**EXERCISE AIM**
What you return must match the records character for character.

--- DATA TO PROCESS Enclosed Below ---

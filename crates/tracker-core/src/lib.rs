//! Core types and traits for the price tracker.
//!
//! This crate provides the foundational building blocks including:
//! - Price and observation types
//! - The product reference a tracker is bound to
//! - Traits for the fetcher, extractor, history store, notifier and reporter

pub mod types;
pub mod traits;
pub mod error;

pub use error::{TrackerError, TrackerResult};
pub use types::*;
pub use traits::*;
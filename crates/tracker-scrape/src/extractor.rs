//! CSS selector based price extractors.

use scraper::{ElementRef, Html, Selector};
use serde::{Deserialize, Serialize};
use tracker_core::error::{TrackerError, TrackerResult};
use tracker_core::traits::PriceExtractor;
use tracker_core::types::Price;
use tracing::debug;

use crate::price_text::clean_price_text;

/// How to locate the price on the product page.
#[derive(Debug, Clone, PartialEq, Eq, Serialize, Deserialize)]
#[serde(tag = "kind", rename_all = "snake_case")]
pub enum ExtractorSpec {
    /// One element whose text holds the whole price
    Selector { selector: String },
    /// Separate elements for the integer and fractional parts
    Split { whole: String, fraction: String },
}

impl Default for ExtractorSpec {
    fn default() -> Self {
        ExtractorSpec::Selector {
            selector: "div.Nx9bqj.CxhGGd".to_string(),
        }
    }
}

/// Build the extractor described by `spec`.
pub fn build_extractor(spec: &ExtractorSpec) -> TrackerResult<Box<dyn PriceExtractor>> {
    let extractor: Box<dyn PriceExtractor> = match spec {
        ExtractorSpec::Selector { selector } => Box::new(SelectorExtractor::new(selector)?),
        ExtractorSpec::Split { whole, fraction } => {
            Box::new(SplitPriceExtractor::new(whole, fraction)?)
        }
    };
    Ok(extractor)
}

fn parse_selector(css: &str) -> TrackerResult<Selector> {
    Selector::parse(css)
        .map_err(|e| TrackerError::Config(format!("invalid selector {:?}: {}", css, e)))
}

fn element_text(element: ElementRef<'_>) -> String {
    element.text().collect::<String>().trim().to_string()
}

/// Reads the price from the text of the first element matching a selector.
pub struct SelectorExtractor {
    selector: Selector,
}

impl SelectorExtractor {
    /// Create an extractor for the given CSS selector.
    pub fn new(css: &str) -> TrackerResult<Self> {
        Ok(Self {
            selector: parse_selector(css)?,
        })
    }
}

impl PriceExtractor for SelectorExtractor {
    fn extract(&self, content: &str) -> Option<Price> {
        let document = Html::parse_document(content);

        let Some(element) = document.select(&self.selector).next() else {
            debug!("Price element not found on the page");
            return None;
        };

        let text = element_text(element);
        debug!(raw = %text, "Raw price text extracted");

        clean_price_text(&text)
    }

    fn name(&self) -> &str {
        "selector"
    }
}

/// Reads a price split across an integer element and a fraction element.
///
/// Both elements must be present. Only their digits are kept, so `"1,299."`
/// and `"99"` combine to `1299.99`.
pub struct SplitPriceExtractor {
    whole: Selector,
    fraction: Selector,
}

impl SplitPriceExtractor {
    /// Create an extractor for the given whole and fraction selectors.
    pub fn new(whole: &str, fraction: &str) -> TrackerResult<Self> {
        Ok(Self {
            whole: parse_selector(whole)?,
            fraction: parse_selector(fraction)?,
        })
    }
}

impl PriceExtractor for SplitPriceExtractor {
    fn extract(&self, content: &str) -> Option<Price> {
        let document = Html::parse_document(content);

        let whole = document.select(&self.whole).next().map(element_text);
        let fraction = document.select(&self.fraction).next().map(element_text);

        let (Some(whole), Some(fraction)) = (whole, fraction) else {
            debug!("Price elements not found on the page");
            return None;
        };
        debug!(whole = %whole, fraction = %fraction, "Raw price parts extracted");

        if whole.contains('-') {
            return None;
        }

        let whole: String = whole.chars().filter(|c| c.is_ascii_digit()).collect();
        let fraction: String = fraction.chars().filter(|c| c.is_ascii_digit()).collect();

        if whole.is_empty() {
            return None;
        }

        if fraction.is_empty() {
            Price::parse(&whole)
        } else {
            Price::parse(&format!("{}.{}", whole, fraction))
        }
    }

    fn name(&self) -> &str {
        "split"
    }
}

--- End of Enclosed DATA TO PROCESS ---

**OUTPUT OF THE EXERCISE**
filename crates/tracker-core/src/lib.rs
//! Core types and traits for the price tracker.
//!
//! This crate provides the foundational building blocks including:
//! - Price and observation types
//! - The product reference a tracker is bound to
//! - Traits for the fetcher, extractor, history store, notifier and reporter

pub mod types;
pub mod traits;
pub mod error;

pub use error::{TrackerError, TrackerResult};
pub use types::*;
pub use traits::*;
filename crates/tracker-scrape/src/extractor.rs
//! CSS selector based price extractors.

use scraper::{ElementRef, Html, Selector};
use serde::{Deserialize, Serialize};
use tracker_core::error::{TrackerError, TrackerResult};
use tracker_core::traits::PriceExtractor;
use tracker_core::types::Price;
use tracing::debug;

use crate::price_text::clean_price_text;

/// How to locate the price on the product page.
#[derive(Debug, Clone, PartialEq, Eq, Serialize, Deserialize)]
#[serde(tag = "kind", rename_all = "snake_case")]
pub enum ExtractorSpec {
    /// One element whose text holds the whole price
    Selector { selector: String },
    /// Separate elements for the integer and fractional parts
    Split { whole: String, fraction: String },
}

impl Default for ExtractorSpec {
    fn default() -> Self {
        ExtractorSpec::Selector {
            selector: "div.Nx9bqj.CxhGGd".to_string(),
        }
    }
}

/// Build the extractor described by `spec`.
pub fn build_extractor(spec: &ExtractorSpec) -> TrackerResult<Box<dyn PriceExtractor>> {
    let extractor: Box<dyn PriceExtractor> = match spec {
        ExtractorSpec::Selector { selector } => Box::new(SelectorExtractor::new(selector)?),
        ExtractorSpec::Split { whole, fraction } => {
            Box::new(SplitPriceExtractor::new(whole, fraction)?)
        }
    };
    Ok(extractor)
}

fn parse_selector(css: &str) -> TrackerResult<Selector> {
    Selector::parse(css)
        .map_err(|e| TrackerError::Config(format!("invalid selector {:?}: {}", css, e)))
}

fn element_text(element: ElementRef<'_>) -> String {
    element.text().collect::<String>().trim().to_string()
}

/// Reads the price from the text of the first element matching a selector.
pub struct SelectorExtractor {
    selector: Selector,
}

impl SelectorExtractor {
    /// Create an extractor for the given CSS selector.
    pub fn new(css: &str) -> TrackerResult<Self> {
        Ok(Self {
            selector: parse_selector(css)?,
        })
    }
}

impl PriceExtractor for SelectorExtractor {
    fn extract(&self, content: &str) -> Option<Price> {
        let document = Html::parse_document(content);

        let Some(element) = document.select(&self.selector).next() else {
            debug!("Price element not found on the page");
            return None;
        };

        let text = element_text(element);
        debug!(raw = %text, "Raw price text extracted");

        clean_price_text(&text)
    }

    fn name(&self) -> &str {
        "selector"
    }
}

/// Reads a price split across an integer element and a fraction element.
///
/// Both elements must be present. Only their digits are kept, so `"1,299."`
/// and `"99"` combine to `1299.99`.
pub struct SplitPriceExtractor {
    whole: Selector,
    fraction: Selector,
}

impl SplitPriceExtractor {
    /// Create an extractor for the given whole and fraction selectors.
    pub fn new(whole: &str, fraction: &str) -> TrackerResult<Self> {
        Ok(Self {
            whole: parse_selector(whole)?,
            fraction: parse_selector(fraction)?,
        })
    }
}

impl PriceExtractor for SplitPriceExtractor {
    fn extract(&self, content: &str) -> Option<Price> {
        let document = Html::parse_document(content);

        let whole = document.select(&self.whole).next().map(element_text);
        let fraction = document.select(&self.fraction).next().map(element_text);

        let (Some(whole), Some(fraction)) = (whole, fraction) else {
            debug!("Price elements not found on the page");
            return None;
        };
        debug!(whole = %whole, fraction = %fraction, "Raw price parts extracted");

        if whole.contains('-') {
            return None;
        }

        let whole: String = whole.chars().filter(|c| c.is_ascii_digit()).collect();
        let fraction: String = fraction.chars().filter(|c| c.is_ascii_digit()).collect();

        if whole.is_empty() {
            return None;
        }

        if fraction.is_empty() {
            Price::parse(&whole)
        } else {
            Price::parse(&format!("{}.{}", whole, fraction))
        }
    }

    fn name(&self) -> &str {
        "split"
    }
}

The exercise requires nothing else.